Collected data
────────────────────────────────────────

//! Stateless HTTP request builder and response parser for the student API.
//!
//! # Design
//! `StudentClient` holds only a `base_url` and carries no mutable state
//! between calls. Each CRUD operation is split into a `build_*` method that
//! produces an `HttpRequest` and a `parse_*` method that consumes an
//! `HttpResponse`. `StudentApi` glues the two halves around a `Transport`;
//! hosts with their own HTTP stack can drive the halves directly.
//!
//! Every `parse_*` checks the HTTP status first, then decodes the envelope,
//! then checks the envelope status. Read and write operations share this
//! order.

use serde::de::DeserializeOwned;
use serde::Serialize;

use crate::error::ApiError;
use crate::http::{HttpMethod, HttpRequest, HttpResponse};
use crate::types::{Envelope, NewStudent, Reply, Student, StudentSummary, UpdateStudent};

/// Where the SRMS backend listens by default.
pub const DEFAULT_BASE_URL: &str = "http://localhost:8080/api";

const LIST_FALLBACK: &str = "Failed to fetch students";
const CREATE_FALLBACK: &str = "Failed to add student";
const GET_FALLBACK: &str = "Student not found";
const UPDATE_FALLBACK: &str = "Failed to update student";
const DELETE_FALLBACK: &str = "Failed to delete student";

/// Update body: the backend reads the target id from the body, so it is
/// repeated next to the changed fields.
#[derive(Serialize)]
struct UpdateBody<'a> {
    id: u32,
    #[serde(flatten)]
    fields: &'a UpdateStudent,
}

/// Synchronous, stateless client for the student records API.
#[derive(Debug, Clone)]
pub struct StudentClient {
    base_url: String,
}

impl Default for StudentClient {
    fn default() -> Self {
        Self::new(DEFAULT_BASE_URL)
    }
}

impl StudentClient {
    pub fn new(base_url: &str) -> Self {
        Self {
            base_url: base_url.trim_end_matches('/').to_string(),
        }
    }

    pub fn base_url(&self) -> &str {
        &self.base_url
    }

    pub fn build_list_students(&self) -> HttpRequest {
        HttpRequest {
            method: HttpMethod::Get,
            path: format!("{}/students", self.base_url),
            headers: Vec::new(),
            body: None,
        }
    }

    pub fn build_get_student(&self, id: u32) -> HttpRequest {
        HttpRequest {
            method: HttpMethod::Get,
            path: format!("{}/students/{id}", self.base_url),
            headers: Vec::new(),
            body: None,
        }
    }

    pub fn build_create_student(&self, input: &NewStudent) -> Result<HttpRequest, ApiError> {
        Ok(HttpRequest {
            method: HttpMethod::Post,
            path: format!("{}/students", self.base_url),
            headers: json_headers(),
            body: Some(to_json(input)?),
        })
    }

    pub fn build_update_student(
        &self,
        id: u32,
        input: &UpdateStudent,
    ) -> Result<HttpRequest, ApiError> {
        let body = UpdateBody { id, fields: input };
        Ok(HttpRequest {
            method: HttpMethod::Put,
            path: format!("{}/students/{id}", self.base_url),
            headers: json_headers(),
            body: Some(to_json(&body)?),
        })
    }

    pub fn build_delete_student(&self, id: u32) -> HttpRequest {
        HttpRequest {
            method: HttpMethod::Delete,
            path: format!("{}/students/{id}", self.base_url),
            headers: Vec::new(),
            body: None,
        }
    }

    pub fn parse_list_students(&self, response: HttpResponse) -> Result<Vec<Student>, ApiError> {
        require_data(decode(&response, LIST_FALLBACK)?)
    }

    pub fn parse_get_student(&self, response: HttpResponse) -> Result<Student, ApiError> {
        require_data(decode(&response, GET_FALLBACK)?)
    }

    pub fn parse_create_student(
        &self,
        response: HttpResponse,
    ) -> Result<Reply<StudentSummary>, ApiError> {
        decode(&response, CREATE_FALLBACK)
    }

    pub fn parse_update_student(&self, response: HttpResponse) -> Result<Reply, ApiError> {
        decode(&response, UPDATE_FALLBACK)
    }

    pub fn parse_delete_student(&self, response: HttpResponse) -> Result<Reply, ApiError> {
        decode(&response, DELETE_FALLBACK)
    }
}

fn json_headers() -> Vec<(String, String)> {
    vec![("content-type".to_string(), "application/json".to_string())]
}

fn to_json<T: Serialize>(value: &T) -> Result<String, ApiError> {
    serde_json::to_string(value).map_err(|e| ApiError::SerializationError(e.to_string()))
}

/// Status check, envelope decode, envelope check.
fn decode<T: DeserializeOwned>(response: &HttpResponse, fallback: &str) -> Result<Reply<T>, ApiError> {
    if !response.is_success() {
        return Err(ApiError::HttpError {
            status: response.status,
            body: response.body.clone(),
        });
    }
    let envelope: Envelope<T> = serde_json::from_str(&response.body)
        .map_err(|e| ApiError::DeserializationError(e.to_string()))?;
    envelope.into_result(fallback)
}

fn require_data<T>(reply: Reply<T>) -> Result<T, ApiError> {
    reply
        .data
        .ok_or_else(|| ApiError::DeserializationError("success envelope carried no data".to_string()))
}

#[cfg(test)]
mod tests {
    use super::*;

    fn client() -> StudentClient {
        StudentClient::new("http://localhost:8080/api")
    }

    fn ok(body: &str) -> HttpResponse {
        HttpResponse {
            status: 200,
            headers: Vec::new(),
            body: body.to_string(),
        }
    }

    fn new_student() -> NewStudent {
        NewStudent {
            id: None,
            name: "Meera".to_string(),
            age: 20,
            course: "Chemistry".to_string(),
            email: "meera@uni.edu".to_string(),
            gpa: 8.7,
            marks: 512,
        }
    }

    #[test]
    fn default_points_at_local_backend() {
        assert_eq!(StudentClient::default().base_url(), DEFAULT_BASE_URL);
    }

    #[test]
    fn build_list_students_produces_correct_request() {
        let req = client().build_list_students();
        assert_eq!(req.method, HttpMethod::Get);
        assert_eq!(req.path, "http://localhost:8080/api/students");
        assert!(req.body.is_none());
        assert!(req.headers.is_empty());
    }

    #[test]
    fn build_get_student_produces_correct_request() {
        let req = client().build_get_student(1001);
        assert_eq!(req.method, HttpMethod::Get);
        assert_eq!(req.path, "http://localhost:8080/api/students/1001");
        assert!(req.body.is_none());
    }

    #[test]
    fn build_create_student_produces_correct_request() {
        let req = client().build_create_student(&new_student()).unwrap();
        assert_eq!(req.method, HttpMethod::Post);
        assert_eq!(req.path, "http://localhost:8080/api/students");
        assert_eq!(
            req.headers,
            vec![("content-type".to_string(), "application/json".to_string())]
        );
        let body: serde_json::Value = serde_json::from_str(req.body.as_deref().unwrap()).unwrap();
        assert_eq!(body["name"], "Meera");
        assert_eq!(body["gpa"], 8.7);
        assert!(body.get("id").is_none());
    }

    #[test]
    fn build_update_student_repeats_id_in_body() {
        let input = UpdateStudent {
            course: Some("Biochemistry".to_string()),
            ..UpdateStudent::default()
        };
        let req = client().build_update_student(1002, &input).unwrap();
        assert_eq!(req.method, HttpMethod::Put);
        assert_eq!(req.path, "http://localhost:8080/api/students/1002");
        let body: serde_json::Value = serde_json::from_str(req.body.as_deref().unwrap()).unwrap();
        assert_eq!(body, serde_json::json!({"id": 1002, "course": "Biochemistry"}));
    }

    #[test]
    fn build_delete_student_produces_correct_request() {
        let req = client().build_delete_student(1003);
        assert_eq!(req.method, HttpMethod::Delete);
        assert_eq!(req.path, "http://localhost:8080/api/students/1003");
        assert!(req.body.is_none());
    }

    #[test]
    fn trailing_slash_is_stripped() {
        let client = StudentClient::new("http://localhost:8080/api/");
        assert_eq!(client.build_list_students().path, "http://localhost:8080/api/students");
    }

    #[test]
    fn parse_list_students_returns_data() {
        let response = ok(
            r#"{"status":"success","message":"Students retrieved","data":[{"id":1001,"name":"Test","age":20,"course":"CS","email":"t@x.io","gpa":7.5,"marks":300}]}"#,
        );
        let students = client().parse_list_students(response).unwrap();
        assert_eq!(students.len(), 1);
        assert_eq!(students[0].name, "Test");
        assert_eq!(students[0].gpa, 7.5);
    }

    #[test]
    fn parse_get_student_rejected_uses_server_message() {
        let response = ok(r#"{"status":"error","message":"Student not found"}"#);
        let err = client().parse_get_student(response).unwrap_err();
        assert!(matches!(err, ApiError::Rejected { ref message } if message == "Student not found"));
    }

    #[test]
    fn parse_get_student_without_data_is_an_error() {
        let response = ok(r#"{"status":"success","message":"Student found"}"#);
        let err = client().parse_get_student(response).unwrap_err();
        assert!(matches!(err, ApiError::DeserializationError(_)));
    }

    #[test]
    fn parse_create_student_returns_full_reply() {
        let response = ok(
            r#"{"status":"success","message":"Student added successfully","data":{"id":1001,"name":"Meera"}}"#,
        );
        let reply = client().parse_create_student(response).unwrap();
        assert_eq!(reply.message.as_deref(), Some("Student added successfully"));
        assert_eq!(
            reply.data,
            Some(StudentSummary {
                id: 1001,
                name: "Meera".to_string()
            })
        );
    }

    #[test]
    fn parse_create_student_falls_back_when_message_missing() {
        let response = ok(r#"{"status":"error"}"#);
        let err = client().parse_create_student(response).unwrap_err();
        assert_eq!(err.to_string(), "Failed to add student");
    }

    #[test]
    fn write_paths_check_http_status_first() {
        let response = HttpResponse {
            status: 500,
            headers: Vec::new(),
            body: r#"{"status":"success"}"#.to_string(),
        };
        let err = client().parse_update_student(response.clone()).unwrap_err();
        assert!(matches!(err, ApiError::HttpError { status: 500, .. }));
        let err = client().parse_delete_student(response).unwrap_err();
        assert!(matches!(err, ApiError::HttpError { status: 500, .. }));
    }

    #[test]
    fn parse_update_and_delete_success() {
        let reply = client()
            .parse_update_student(ok(r#"{"status":"success","message":"Student updated successfully"}"#))
            .unwrap();
        assert_eq!(reply.message.as_deref(), Some("Student updated successfully"));
        assert!(reply.data.is_none());

        let reply = client()
            .parse_delete_student(ok(r#"{"status":"success","message":"Student deleted successfully"}"#))
            .unwrap();
        assert_eq!(reply.message.as_deref(), Some("Student deleted successfully"));
    }

    #[test]
    fn per_operation_fallback_messages() {
        let bare = || ok(r#"{"status":"error"}"#);
        let c = client();
        assert_eq!(c.parse_list_students(bare()).unwrap_err().to_string(), LIST_FALLBACK);
        assert_eq!(c.parse_get_student(bare()).unwrap_err().to_string(), GET_FALLBACK);
        assert_eq!(c.parse_update_student(bare()).unwrap_err().to_string(), UPDATE_FALLBACK);
        assert_eq!(c.parse_delete_student(bare()).unwrap_err().to_string(), DELETE_FALLBACK);
    }

    #[test]
    fn parse_list_students_bad_json() {
        let err = client().parse_list_students(ok("not json")).unwrap_err();
        assert!(matches!(err, ApiError::DeserializationError(_)));
    }
}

────────────────────────────────────────

**Task goal**
Only the lines above from the line with "let err = client().parse_delete_student(response).unwrap_err();" to the line with "assert!(reply.data.is_none());", those two lines included, should be reproduced exactly.

**Answer**
        let err = client().parse_delete_student(response).unwrap_err();
        assert!(matches!(err, ApiError::HttpError { status: 500, .. }));
    }

    #[test]
    fn parse_update_and_delete_success() {
        let reply = client()
            .parse_update_student(ok(r#"{"status":"success","message":"Student updated successfully"}"#))
            .unwrap();
        assert_eq!(reply.message.as_deref(), Some("Student updated successfully"));
        assert!(reply.data.is_none());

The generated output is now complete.